## Brief
Verbatim output required. Print the data in full.

## Data section
....................
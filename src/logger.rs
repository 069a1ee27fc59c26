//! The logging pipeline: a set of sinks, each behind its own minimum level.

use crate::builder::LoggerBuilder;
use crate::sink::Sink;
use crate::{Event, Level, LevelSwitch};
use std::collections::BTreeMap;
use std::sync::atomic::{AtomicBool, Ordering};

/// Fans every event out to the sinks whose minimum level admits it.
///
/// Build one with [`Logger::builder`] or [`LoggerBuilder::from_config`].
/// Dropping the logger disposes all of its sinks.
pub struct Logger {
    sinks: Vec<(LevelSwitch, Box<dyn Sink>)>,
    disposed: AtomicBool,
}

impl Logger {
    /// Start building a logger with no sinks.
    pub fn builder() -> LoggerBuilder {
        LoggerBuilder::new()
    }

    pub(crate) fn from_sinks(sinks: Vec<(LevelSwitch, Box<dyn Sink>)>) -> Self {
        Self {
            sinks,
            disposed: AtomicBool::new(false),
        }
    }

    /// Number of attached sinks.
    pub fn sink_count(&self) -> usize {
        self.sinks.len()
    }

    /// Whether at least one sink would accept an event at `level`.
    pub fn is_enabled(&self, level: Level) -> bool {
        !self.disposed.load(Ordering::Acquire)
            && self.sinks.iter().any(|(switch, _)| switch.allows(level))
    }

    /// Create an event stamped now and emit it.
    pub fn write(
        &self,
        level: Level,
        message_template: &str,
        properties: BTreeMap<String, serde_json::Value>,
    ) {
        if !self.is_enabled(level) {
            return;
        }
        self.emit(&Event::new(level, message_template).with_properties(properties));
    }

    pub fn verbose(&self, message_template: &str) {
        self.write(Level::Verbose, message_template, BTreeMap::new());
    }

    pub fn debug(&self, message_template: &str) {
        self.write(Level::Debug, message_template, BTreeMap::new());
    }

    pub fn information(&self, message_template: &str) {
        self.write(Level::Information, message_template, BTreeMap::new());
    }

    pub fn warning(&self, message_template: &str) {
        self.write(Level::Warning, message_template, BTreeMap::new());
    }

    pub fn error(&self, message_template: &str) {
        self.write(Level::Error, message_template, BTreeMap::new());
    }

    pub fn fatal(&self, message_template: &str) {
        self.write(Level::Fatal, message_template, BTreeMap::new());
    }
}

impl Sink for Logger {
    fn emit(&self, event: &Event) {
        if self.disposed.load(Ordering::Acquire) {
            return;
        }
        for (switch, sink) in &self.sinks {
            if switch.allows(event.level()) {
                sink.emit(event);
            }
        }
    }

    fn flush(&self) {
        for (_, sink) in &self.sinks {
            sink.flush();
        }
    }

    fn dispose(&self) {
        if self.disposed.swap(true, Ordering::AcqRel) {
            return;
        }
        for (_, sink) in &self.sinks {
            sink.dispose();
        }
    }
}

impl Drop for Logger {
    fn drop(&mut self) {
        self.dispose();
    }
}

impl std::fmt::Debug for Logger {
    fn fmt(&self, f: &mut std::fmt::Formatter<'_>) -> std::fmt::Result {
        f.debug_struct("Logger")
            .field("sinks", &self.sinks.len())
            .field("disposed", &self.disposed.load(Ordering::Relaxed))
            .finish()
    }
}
....................
## Solution to the exercise
filename src/logger.rs
repository 069a1ee27fc59c26
//! The logging pipeline: a set of sinks, each behind its own minimum level.

use crate::builder::LoggerBuilder;
use crate::sink::Sink;
use crate::{Event, Level, LevelSwitch};
use std::collections::BTreeMap;
use std::sync::atomic::{AtomicBool, Ordering};

/// Fans every event out to the sinks whose minimum level admits it.
///
/// Build one with [`Logger::builder`] or [`LoggerBuilder::from_config`].
/// Dropping the logger disposes all of its sinks.
pub struct Logger {
    sinks: Vec<(LevelSwitch, Box<dyn Sink>)>,
    disposed: AtomicBool,
}

impl Logger {
    /// Start building a logger with no sinks.
    pub fn builder() -> LoggerBuilder {
        LoggerBuilder::new()
    }

    pub(crate) fn from_sinks(sinks: Vec<(LevelSwitch, Box<dyn Sink>)>) -> Self {
        Self {
            sinks,
            disposed: AtomicBool::new(false),
        }
    }

    /// Number of attached sinks.
    pub fn sink_count(&self) -> usize {
        self.sinks.len()
    }

    /// Whether at least one sink would accept an event at `level`.
    pub fn is_enabled(&self, level: Level) -> bool {
        !self.disposed.load(Ordering::Acquire)
            && self.sinks.iter().any(|(switch, _)| switch.allows(level))
    }

    /// Create an event stamped now and emit it.
    pub fn write(
        &self,
        level: Level,
        message_template: &str,
        properties: BTreeMap<String, serde_json::Value>,
    ) {
        if !self.is_enabled(level) {
            return;
        }
        self.emit(&Event::new(level, message_template).with_properties(properties));
    }

    pub fn verbose(&self, message_template: &str) {
        self.write(Level::Verbose, message_template, BTreeMap::new());
    }

    pub fn debug(&self, message_template: &str) {
        self.write(Level::Debug, message_template, BTreeMap::new());
    }

    pub fn information(&self, message_template: &str) {
        self.write(Level::Information, message_template, BTreeMap::new());
    }

    pub fn warning(&self, message_template: &str) {
        self.write(Level::Warning, message_template, BTreeMap::new());
    }

    pub fn error(&self, message_template: &str) {
        self.write(Level::Error, message_template, BTreeMap::new());
    }

    pub fn fatal(&self, message_template: &str) {
        self.write(Level::Fatal, message_template, BTreeMap::new());
    }
}

impl Sink for Logger {
    fn emit(&self, event: &Event) {
        if self.disposed.load(Ordering::Acquire) {
            return;
        }
        for (switch, sink) in &self.sinks {
            if switch.allows(event.level()) {
                sink.emit(event);
            }
        }
    }

    fn flush(&self) {
        for (_, sink) in &self.sinks {
            sink.flush();
        }
    }

    fn dispose(&self) {
        if self.disposed.swap(true, Ordering::AcqRel) {
            return;
        }
        for (_, sink) in &self.sinks {
            sink.dispose();
        }
    }
}

impl Drop for Logger {
    fn drop(&mut self) {
        self.dispose();
    }
}

impl std::fmt::Debug for Logger {
    fn fmt(&self, f: &mut std::fmt::Formatter<'_>) -> std::fmt::Result {
        f.debug_struct("Logger")
            .field("sinks", &self.sinks.len())
            .field("disposed", &self.disposed.load(Ordering::Relaxed))
            .finish()
    }
}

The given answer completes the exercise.